Boyack, Klavans, and others

Like scientometrics, from which springs the dreaded h-index and other terrifying ways of measuring scientific output, scientonomy wields a dangerous weapon: the power to positively or negatively affect the scientific process. Scientonomy should be cautious, but not lame; we should work to improve the rate and process of scientific discovery and dissemination, we just need to be extremely careful about it.
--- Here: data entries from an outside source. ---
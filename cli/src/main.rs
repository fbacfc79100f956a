mod chart;
mod logging;
mod page;
mod table;
mod tui;

use std::fs;
use std::path::{Path, PathBuf};

use anyhow::{anyhow, bail, Context, Result};
use chrono::Local;
use clap::Parser;
use dlstats_core::{
    time, Config, FileSeriesRepository, GalaxySource, RefreshOutcome, Report, ReportUseCase,
    Reporter, TracingReporter,
};

#[derive(Parser)]
#[command(name = "dlstats")]
#[command(about = "Track a download counter and chart its daily and monthly growth", long_about = None)]
struct Cli {
    /// Config file (default: ./dlstats.toml, then the user config dir)
    #[arg(long, global = true)]
    config: Option<PathBuf>,
    /// Series store, overrides `data_file`
    #[arg(long, global = true)]
    data: Option<PathBuf>,
    /// Directory for charts and the status page, overrides `output_dir`
    #[arg(long, global = true)]
    output_dir: Option<PathBuf>,
    /// More log output (-v debug, -vv trace)
    #[arg(short, long, global = true, action = clap::ArgAction::Count)]
    verbose: u8,
    #[command(subcommand)]
    command: Option<Commands>,
}

#[derive(clap::Subcommand)]
enum Commands {
    /// Render charts and the status page (default)
    Run {
        /// Fetch today's count before rendering
        #[arg(long)]
        fetch: bool,
        /// Days in the daily chart
        #[arg(long)]
        days: Option<u32>,
    },
    /// Fetch today's count and store it
    Fetch,
    /// Print the daily and monthly tables
    Show {
        #[arg(long)]
        days: Option<u32>,
    },
    /// Browse the charts in the terminal
    Tui {
        #[arg(long)]
        days: Option<u32>,
    },
}

fn main() -> Result<()> {
    let cli = Cli::parse();
    logging::init_logging(cli.verbose);

    let mut config = Config::load(cli.config.as_deref())?;
    if let Some(data) = cli.data {
        config.data_file = data;
    }
    if let Some(dir) = cli.output_dir {
        config.output_dir = dir;
    }

    let reporter = TracingReporter;
    let repo = FileSeriesRepository::new(config.data_file.clone());
    let usecase = ReportUseCase::new(&repo, &reporter);
    let today = time::today();

    match cli.command.unwrap_or(Commands::Run { fetch: false, days: None }) {
        Commands::Run { fetch, days } => {
            if fetch {
                refresh(&usecase, &config, today)?;
            }
            let report = usecase.build(today, days.unwrap_or(config.window_days))?;
            let generated = Local::now().format(page::GENERATED_FORMAT).to_string();
            let written = publish(&report, &config, &generated, &reporter);
            if written == 0 {
                bail!("No output could be written to {}", config.output_dir.display());
            }
        }
        Commands::Fetch => {
            if let RefreshOutcome::Unavailable { reason } = refresh(&usecase, &config, today)? {
                bail!("Download count not available: {}", reason);
            }
        }
        Commands::Show { days } => {
            let report = usecase.build(today, days.unwrap_or(config.window_days))?;
            table::show_report(&report);
        }
        Commands::Tui { days } => {
            let report = usecase.build(today, days.unwrap_or(config.window_days))?;
            tui::run(report)?;
        }
    }
    Ok(())
}

fn refresh(
    usecase: &ReportUseCase<'_, FileSeriesRepository>,
    config: &Config,
    today: chrono::NaiveDate,
) -> Result<RefreshOutcome> {
    let source = GalaxySource::new(config.galaxy_command.clone(), config.role.clone());
    usecase.refresh(&source, today)
}

/// Writes both charts and the page. Each artifact is independent; returns
/// how many were written.
fn publish(report: &Report, config: &Config, generated: &str, reporter: &dyn Reporter) -> usize {
    let out = &config.output_dir;
    let description = config.description();
    let ctx = page::PageContext {
        title: &config.page_title,
        role: &config.role,
        generated_date: generated,
        description: &description,
        daily_image: chart::DAILY_CHART_FILE,
        monthly_image: chart::MONTHLY_CHART_FILE,
    };

    let artifacts: [(PathBuf, Result<String>); 3] = [
        (
            out.join(chart::DAILY_CHART_FILE),
            chart::render(&chart::daily_chart(report)),
        ),
        (
            out.join(chart::MONTHLY_CHART_FILE),
            chart::render(&chart::monthly_chart(report)),
        ),
        (out.join(page::PAGE_FILE), page::render(report, &ctx)),
    ];

    let mut written = 0;
    for (path, rendered) in artifacts {
        match rendered.and_then(|content| write_artifact(&path, &content)) {
            Ok(()) => {
                reporter.info(&format!("wrote {}", path.display()));
                written += 1;
            }
            Err(e) => reporter.warn(&format!("could not write {}: {:#}", path.display(), e)),
        }
    }
    written
}

fn write_artifact(path: &Path, content: &str) -> Result<()> {
    let parent = path
        .parent()
        .ok_or_else(|| anyhow!("{} has no parent directory", path.display()))?;
    if !parent.as_os_str().is_empty() {
        fs::create_dir_all(parent)
            .with_context(|| format!("Failed to create {}", parent.display()))?;
    }
    fs::write(path, content).with_context(|| format!("Failed to write {}", path.display()))?;
    Ok(())
}

#[cfg(test)]
mod tests {
    use super::*;
    use dlstats_core::{Reading, RecordingReporter, SeriesRepository};
    use chrono::NaiveDate;
    use tempfile::TempDir;

    #[test]
    fn test_cli_parses_run_with_fetch() {
        let cli = Cli::try_parse_from(["dlstats", "--data", "x.json", "run", "--fetch", "--days", "7"]).unwrap();
        assert_eq!(cli.data, Some(PathBuf::from("x.json")));
        assert!(matches!(cli.command, Some(Commands::Run { fetch: true, days: Some(7) })));
    }

    #[test]
    fn test_publish_writes_all_artifacts_identically_twice() {
        let dir = TempDir::new().unwrap();
        let config = Config {
            data_file: dir.path().join("data/download_counts.json"),
            output_dir: dir.path().join("docs"),
            ..Config::default()
        };
        let reporter = RecordingReporter::new();
        let repo = FileSeriesRepository::new(config.data_file.clone());
        let today = NaiveDate::from_ymd_opt(2024, 1, 3).unwrap();
        repo.upsert(Reading::new(NaiveDate::from_ymd_opt(2024, 1, 1).unwrap(), 100), &reporter).unwrap();
        repo.upsert(Reading::new(today, 130), &reporter).unwrap();

        let usecase = ReportUseCase::new(&repo, &reporter);
        let report = usecase.build(today, 3).unwrap();
        assert_eq!(publish(&report, &config, "2024-01-03 10:00", &reporter), 3);
        let first = fs::read_to_string(config.output_dir.join(chart::DAILY_CHART_FILE)).unwrap();

        let again = usecase.build(today, 3).unwrap();
        assert_eq!(publish(&again, &config, "2024-01-03 10:00", &reporter), 3);
        let second = fs::read_to_string(config.output_dir.join(chart::DAILY_CHART_FILE)).unwrap();

        assert_eq!(first, second);
        assert!(config.output_dir.join(page::PAGE_FILE).exists());
        assert!(config.output_dir.join(chart::MONTHLY_CHART_FILE).exists());
    }

    #[test]
    fn test_publish_reports_unwritable_output() {
        let dir = TempDir::new().unwrap();
        let blocker = dir.path().join("docs");
        fs::write(&blocker, "not a directory").unwrap();
        let config = Config { output_dir: blocker, ..Config::default() };
        let reporter = RecordingReporter::new();

        let day = NaiveDate::from_ymd_opt(2024, 1, 3).unwrap();
        let report = Report {
            window_start: day,
            window_end: day,
            window: Default::default(),
            daily: vec![],
            monthly: vec![],
            latest: 0,
            max_daily: 0,
            readings: 0,
            rejected: 0,
        };
        assert_eq!(publish(&report, &config, "now", &reporter), 0);
        assert_eq!(reporter.warnings().len(), 3);
    }
}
The second reason for –onomy is a bit sillier, and possibly somewhat self-serving. All the other good names were taken, and already mean slightly different things. We already have Science of Science (Burnet, 1774; Fichte, 1808; Ossowska & Ossowski 1935; Goldsmith 1966) which is actually pretty close to what I’m doing, but not a terribly catchy name; Scientometrics (Price, 1963) which focuses a bit too much on communicative traces at the expense of, say, philosophical accounts; Scientosophy (Goldsmith 1966; Konner, 2007) which sounds too much like science as philosophy; Scientography (Goldsmith, 1966; Vladutz, before 1977; Garfield, 1986) which deals mostly with maps; Scientopograhy (Schubert & Braun, 1996) which focuses on geographic/scientific relations; as well as meta-scientific catch-alls like STS, HPS, Sociology of Science, etc. which all have their own associated practices, all of which have a place in scientonomy. There’s also Scientology, which I won’t even bother getting into here, and (hopefully) has no place in scientonomy.